#### TO DO:
Each of the entries should be retyped precisely as it appears.

#### PROVIDED MATERIAL:
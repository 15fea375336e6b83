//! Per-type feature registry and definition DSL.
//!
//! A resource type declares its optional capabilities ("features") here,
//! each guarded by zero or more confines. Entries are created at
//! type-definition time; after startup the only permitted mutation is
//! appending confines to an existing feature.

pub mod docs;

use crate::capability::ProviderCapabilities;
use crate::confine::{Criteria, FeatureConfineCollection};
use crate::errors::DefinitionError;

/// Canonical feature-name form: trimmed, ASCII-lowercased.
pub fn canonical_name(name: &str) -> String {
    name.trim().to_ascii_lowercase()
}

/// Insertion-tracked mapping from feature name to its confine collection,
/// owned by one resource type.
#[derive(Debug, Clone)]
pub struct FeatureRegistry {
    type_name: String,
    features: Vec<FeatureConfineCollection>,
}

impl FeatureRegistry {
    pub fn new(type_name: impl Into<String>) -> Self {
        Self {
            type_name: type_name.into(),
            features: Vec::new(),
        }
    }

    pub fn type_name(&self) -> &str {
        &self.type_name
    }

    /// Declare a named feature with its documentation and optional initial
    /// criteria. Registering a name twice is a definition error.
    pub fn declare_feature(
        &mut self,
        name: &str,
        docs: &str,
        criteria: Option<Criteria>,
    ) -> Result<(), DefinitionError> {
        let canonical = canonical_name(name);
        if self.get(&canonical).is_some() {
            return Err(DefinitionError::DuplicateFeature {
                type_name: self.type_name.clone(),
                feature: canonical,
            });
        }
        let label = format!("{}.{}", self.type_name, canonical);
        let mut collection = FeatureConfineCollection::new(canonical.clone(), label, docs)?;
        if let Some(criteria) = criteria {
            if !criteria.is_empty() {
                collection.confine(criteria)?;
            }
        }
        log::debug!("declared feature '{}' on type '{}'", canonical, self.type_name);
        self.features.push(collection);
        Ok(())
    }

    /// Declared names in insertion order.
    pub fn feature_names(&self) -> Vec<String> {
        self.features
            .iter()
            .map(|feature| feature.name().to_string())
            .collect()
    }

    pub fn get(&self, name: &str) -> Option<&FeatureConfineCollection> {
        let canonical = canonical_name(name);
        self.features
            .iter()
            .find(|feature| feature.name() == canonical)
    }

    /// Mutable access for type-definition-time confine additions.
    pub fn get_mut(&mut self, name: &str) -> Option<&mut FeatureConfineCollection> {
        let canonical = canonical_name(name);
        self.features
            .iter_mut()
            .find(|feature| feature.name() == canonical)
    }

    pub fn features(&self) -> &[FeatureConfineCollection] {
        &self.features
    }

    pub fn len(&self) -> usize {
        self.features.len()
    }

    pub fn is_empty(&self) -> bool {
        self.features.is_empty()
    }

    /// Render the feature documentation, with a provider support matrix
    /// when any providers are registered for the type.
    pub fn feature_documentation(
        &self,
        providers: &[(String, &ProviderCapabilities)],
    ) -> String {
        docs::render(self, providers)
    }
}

#### OUTPUT FOR THIS EXERCISE:
repository 15fea375336e6b83
//! Per-type feature registry and definition DSL.
//!
//! A resource type declares its optional capabilities ("features") here,
//! each guarded by zero or more confines. Entries are created at
//! type-definition time; after startup the only permitted mutation is
//! appending confines to an existing feature.

pub mod docs;

use crate::capability::ProviderCapabilities;
use crate::confine::{Criteria, FeatureConfineCollection};
use crate::errors::DefinitionError;

/// Canonical feature-name form: trimmed, ASCII-lowercased.
pub fn canonical_name(name: &str) -> String {
    name.trim().to_ascii_lowercase()
}

/// Insertion-tracked mapping from feature name to its confine collection,
/// owned by one resource type.
#[derive(Debug, Clone)]
pub struct FeatureRegistry {
    type_name: String,
    features: Vec<FeatureConfineCollection>,
}

impl FeatureRegistry {
    pub fn new(type_name: impl Into<String>) -> Self {
        Self {
            type_name: type_name.into(),
            features: Vec::new(),
        }
    }

    pub fn type_name(&self) -> &str {
        &self.type_name
    }

    /// Declare a named feature with its documentation and optional initial
    /// criteria. Registering a name twice is a definition error.
    pub fn declare_feature(
        &mut self,
        name: &str,
        docs: &str,
        criteria: Option<Criteria>,
    ) -> Result<(), DefinitionError> {
        let canonical = canonical_name(name);
        if self.get(&canonical).is_some() {
            return Err(DefinitionError::DuplicateFeature {
                type_name: self.type_name.clone(),
                feature: canonical,
            });
        }
        let label = format!("{}.{}", self.type_name, canonical);
        let mut collection = FeatureConfineCollection::new(canonical.clone(), label, docs)?;
        if let Some(criteria) = criteria {
            if !criteria.is_empty() {
                collection.confine(criteria)?;
            }
        }
        log::debug!("declared feature '{}' on type '{}'", canonical, self.type_name);
        self.features.push(collection);
        Ok(())
    }

    /// Declared names in insertion order.
    pub fn feature_names(&self) -> Vec<String> {
        self.features
            .iter()
            .map(|feature| feature.name().to_string())
            .collect()
    }

    pub fn get(&self, name: &str) -> Option<&FeatureConfineCollection> {
        let canonical = canonical_name(name);
        self.features
            .iter()
            .find(|feature| feature.name() == canonical)
    }

    /// Mutable access for type-definition-time confine additions.
    pub fn get_mut(&mut self, name: &str) -> Option<&mut FeatureConfineCollection> {
        let canonical = canonical_name(name);
        self.features
            .iter_mut()
            .find(|feature| feature.name() == canonical)
    }

    pub fn features(&self) -> &[FeatureConfineCollection] {
        &self.features
    }

    pub fn len(&self) -> usize {
        self.features.len()
    }

    pub fn is_empty(&self) -> bool {
        self.features.is_empty()
    }

    /// Render the feature documentation, with a provider support matrix
    /// when any providers are registered for the type.
    pub fn feature_documentation(
        &self,
        providers: &[(String, &ProviderCapabilities)],
    ) -> String {
        docs::render(self, providers)
    }
}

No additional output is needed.